Chereads / Oh Baby (Romance) / Chapter 54 - Bab 54

Chapter 54 - Bab 54

Vote sebelum membacašŸ˜˜

.

.

Sudah seminggu sejak kepulangan Sophia dari rumah sakit, kini Sophia lebih banyak melamun dari sebelumnya. Pikirannya terus menyeret alam sadarnya untuk mengingat kembali masa masa dimana dia berdarah. Sophia tidak bisa ditinggalkan sendiri, dia sering kali tiba-tiba berteriak dan memeluk perutnya erat.

Beberapa orang kepercayaan Rose selalu menemani Sophia di apartemen, tentu saja mereka adalah seorang terapis. Sophia selalu saja menolak jika dia mengajaknya tinggal di mansion Rose, tidak ada pilihan lain kecuali menyuruh orang-orang terbaik menemani Sophia.

Pekerjaan Edmund sedang berada di puncaknya, dia tidak bisa meninggalkannya meskipun dia menginginkannya. Perusahaan Edmund bahkan kini bekerja sama dengan militer, yang memaksanya harus berunding dengan salah satu jendral untuk membangun rumah sakit umum khusu tentara yang sedang bertugas menjaga keamanan Negara.
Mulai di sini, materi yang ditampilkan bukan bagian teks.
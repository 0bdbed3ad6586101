use chrono::{DateTime, Utc};
use sea_orm::sea_query::{Expr, OnConflict};
use sea_orm::{ActiveValue::NotSet, ColumnTrait, EntityTrait, QueryFilter, Set};
use serde_json::json;
use uuid::Uuid;

use crate::{
    audit::record_booking_event,
    domain::BookingStatus,
    dto::reviews::{CreateReviewRequest, ReviewEnvelope, ReviewList, TopReview},
    entity::{
        bookings::Entity as Bookings,
        products::{Column as ProdCol, Entity as Products},
        reviews::{ActiveModel as ReviewActive, Column as ReviewCol, Entity as Reviews},
    },
    error::{AppError, AppResult},
    middleware::auth::AuthUser,
    models::Review,
    services::booking_service::{ensure_owner, load_items},
    state::AppState,
};

pub const TOP_REVIEW_LIMIT: i64 = 5;

/// Store the review of a completed booking. Returns the review and whether it
/// was created by this call; an existing review is returned untouched.
pub async fn create_review(
    state: &AppState,
    user: Option<&AuthUser>,
    payload: CreateReviewRequest,
) -> AppResult<(ReviewEnvelope, bool)> {
    let user = user.ok_or(AppError::LoginRequired)?;
    let booking_id = payload.booking_id()?;

    let booking = Bookings::find_by_id(booking_id)
        .one(&state.orm)
        .await?
        .ok_or(AppError::BookingNotFound)?;
    ensure_owner(state, user, &booking).await?;

    if booking.status.parse::<BookingStatus>()? != BookingStatus::Completed {
        return Err(AppError::InvalidState(format!(
            "only completed trips can be reviewed, booking is {}",
            booking.status
        )));
    }

    if let Some(existing) = find_review(state, booking.id).await? {
        return Ok((ReviewEnvelope { review: existing }, false));
    }

    let ratings = payload.ratings()?;
    let (score, label) = ratings.sentiment();
    let product_id = load_items(&state.orm, booking.id)
        .await?
        .first()
        .map(|item| item.product_id);

    let inserted = Reviews::insert(ReviewActive {
        id: Set(Uuid::new_v4()),
        booking_id: Set(booking.id),
        product_id: Set(product_id),
        customer_id: Set(booking.customer_id),
        rating: Set(ratings.rating),
        title: Set(payload.title.filter(|t| !t.trim().is_empty())),
        comment: Set(payload.comment.filter(|c| !c.trim().is_empty())),
        service_rating: Set(ratings.service),
        value_rating: Set(ratings.value),
        location_rating: Set(ratings.location),
        score_sentiment: Set(score),
        sentiment_label: Set(label.as_str().into()),
        created_at: NotSet,
    })
    .on_conflict(
        OnConflict::column(ReviewCol::BookingId)
            .do_nothing()
            .to_owned(),
    )
    .exec_without_returning(&state.orm)
    .await?;

    let review = find_review(state, booking.id)
        .await?
        .ok_or(AppError::ReviewNotFound)?;
    if inserted == 0 {
        // a concurrent request stored it first
        return Ok((ReviewEnvelope { review }, false));
    }

    if let Some(product_id) = product_id {
        let bumped = Products::update_many()
            .col_expr(ProdCol::ReviewCount, Expr::col(ProdCol::ReviewCount).add(1))
            .filter(ProdCol::Id.eq(product_id))
            .exec(&state.orm)
            .await;
        if let Err(err) = bumped {
            tracing::warn!(error = %err, %product_id, "review count not updated");
        }
    }

    tracing::info!(
        booking_id = %booking.id,
        rating = review.rating,
        sentiment = %review.sentiment_label,
        "review stored"
    );
    record_booking_event(
        &state.pool,
        user.user_id,
        "review_created",
        booking.id,
        json!({ "review_id": review.id, "score": review.score_sentiment }),
    )
    .await;

    Ok((ReviewEnvelope { review }, true))
}

async fn find_review(state: &AppState, booking_id: Uuid) -> AppResult<Option<Review>> {
    let review = Reviews::find()
        .filter(ReviewCol::BookingId.eq(booking_id))
        .one(&state.orm)
        .await?;
    Ok(review.map(Review::from))
}

pub async fn review_of(state: &AppState, booking_id: Uuid) -> AppResult<ReviewEnvelope> {
    let review = find_review(state, booking_id)
        .await?
        .ok_or(AppError::ReviewNotFound)?;
    Ok(ReviewEnvelope { review })
}

#[derive(Debug, sqlx::FromRow)]
struct TopReviewRow {
    id: Uuid,
    booking_id: Uuid,
    product_id: Option<Uuid>,
    customer_id: Uuid,
    rating: i16,
    title: Option<String>,
    comment: Option<String>,
    service_rating: Option<i16>,
    value_rating: Option<i16>,
    location_rating: Option<i16>,
    score_sentiment: f64,
    sentiment_label: String,
    created_at: DateTime<Utc>,
    customer_name: Option<String>,
    product_name: Option<String>,
}

impl From<TopReviewRow> for TopReview {
    fn from(row: TopReviewRow) -> Self {
        Self {
            review: Review {
                id: row.id,
                booking_id: row.booking_id,
                product_id: row.product_id,
                customer_id: row.customer_id,
                rating: row.rating,
                title: row.title,
                comment: row.comment,
                service_rating: row.service_rating,
                value_rating: row.value_rating,
                location_rating: row.location_rating,
                score_sentiment: row.score_sentiment,
                sentiment_label: row.sentiment_label,
                created_at: row.created_at,
            },
            customer_name: row.customer_name,
            product_name: row.product_name,
        }
    }
}

/// Best reviews first, newest first among equal scores.
pub async fn top_reviews(state: &AppState, limit: i64) -> AppResult<ReviewList> {
    let rows = sqlx::query_as::<_, TopReviewRow>(
        r#"
        SELECT r.id, r.booking_id, r.product_id, r.customer_id, r.rating, r.title, r.comment,
               r.service_rating, r.value_rating, r.location_rating,
               r.score_sentiment, r.sentiment_label, r.created_at,
               COALESCE(u.full_name, b.customer_name) AS customer_name,
               p.name AS product_name
        FROM reviews r
        JOIN bookings b ON b.id = r.booking_id
        LEFT JOIN users u ON u.id = r.customer_id
        LEFT JOIN products p ON p.id = r.product_id
        ORDER BY r.score_sentiment DESC, r.created_at DESC
        LIMIT $1
        "#,
    )
    .bind(limit.clamp(1, 50))
    .fetch_all(&state.pool)
    .await?;

    Ok(ReviewList {
        reviews: rows.into_iter().map(TopReview::from).collect(),
    })
}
Rumah sakit yang tersembunyi yang hanya bisa diketahui oleh anggota tentara saja, tentu saja satu hari tidak cukup untuk menyelesaikan masalah itu. Dia selalu pulang saat istrinya sudah terlelap, kini Sophia memang selalu tidur lebih awal. Dan Edmund, dia mempercayakan semuanya pada Darla, perawat sekaligus psikiater. Edmund jug menempatkan kembali bodyguard di sekitar apartemennya untuk berjaga.
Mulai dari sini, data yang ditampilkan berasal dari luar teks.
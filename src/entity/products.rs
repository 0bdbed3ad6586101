use sea_orm::entity::prelude::*;
use serde::Serialize;

#[derive(Clone, Debug, PartialEq, DeriveEntityModel, Serialize)]
#[sea_orm(table_name = "products")]
pub struct Model {
    #[sea_orm(primary_key, auto_increment = false)]
    pub id: Uuid,
    pub tenant_id: Uuid,
    pub name: String,
    pub location: Option<String>,
    pub total_bookings: i32,
    pub review_count: i32,
    pub created_at: DateTimeWithTimeZone,
}

#[derive(Copy, Clone, Debug, EnumIter, DeriveRelation)]
pub enum Relation {
    #[sea_orm(
        belongs_to = "super::tenants::Entity",
        from = "Column::TenantId",
        to = "super::tenants::Column::Id"
    )]
    Tenants,
    #[sea_orm(has_many = "super::schedules::Entity")]
    Schedules,
    #[sea_orm(has_many = "super::inventories::Entity")]
    Inventories,
    #[sea_orm(has_many = "super::booking_items::Entity")]
    BookingItems,
}

impl Related<super::tenants::Entity> for Entity {
    fn to() -> RelationDef {
        Relation::Tenants.def()
    }
}

impl Related<super::schedules::Entity> for Entity {
    fn to() -> RelationDef {
        Relation::Schedules.def()
    }
}

impl Related<super::inventories::Entity> for Entity {
    fn to() -> RelationDef {
        Relation::Inventories.def()
    }
}

impl Related<super::booking_items::Entity> for Entity {
    fn to() -> RelationDef {
        Relation::BookingItems.def()
    }
}

impl ActiveModelBehavior for ActiveModel {}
Malam ini Edmund pulang seperti biasanya, pukul 10 malam. Dilihatnya Sophia sudah tertidur lelap. Edmund duduk disisi ranjang kemudian mengelus kepala Sophia, dahinya mengkerut merasa tidak nyaman. Edmund mengusapnya lebih pelan hingga Sophia kembali memasang raut wajah normal.

Pria itu berdiri dan masuk ke kamar mandi, setelah membersihkan dirinya, Edmund turun ke lantai bawah menuju dapur. Dia membungkukan badannya melihat isi kulkas.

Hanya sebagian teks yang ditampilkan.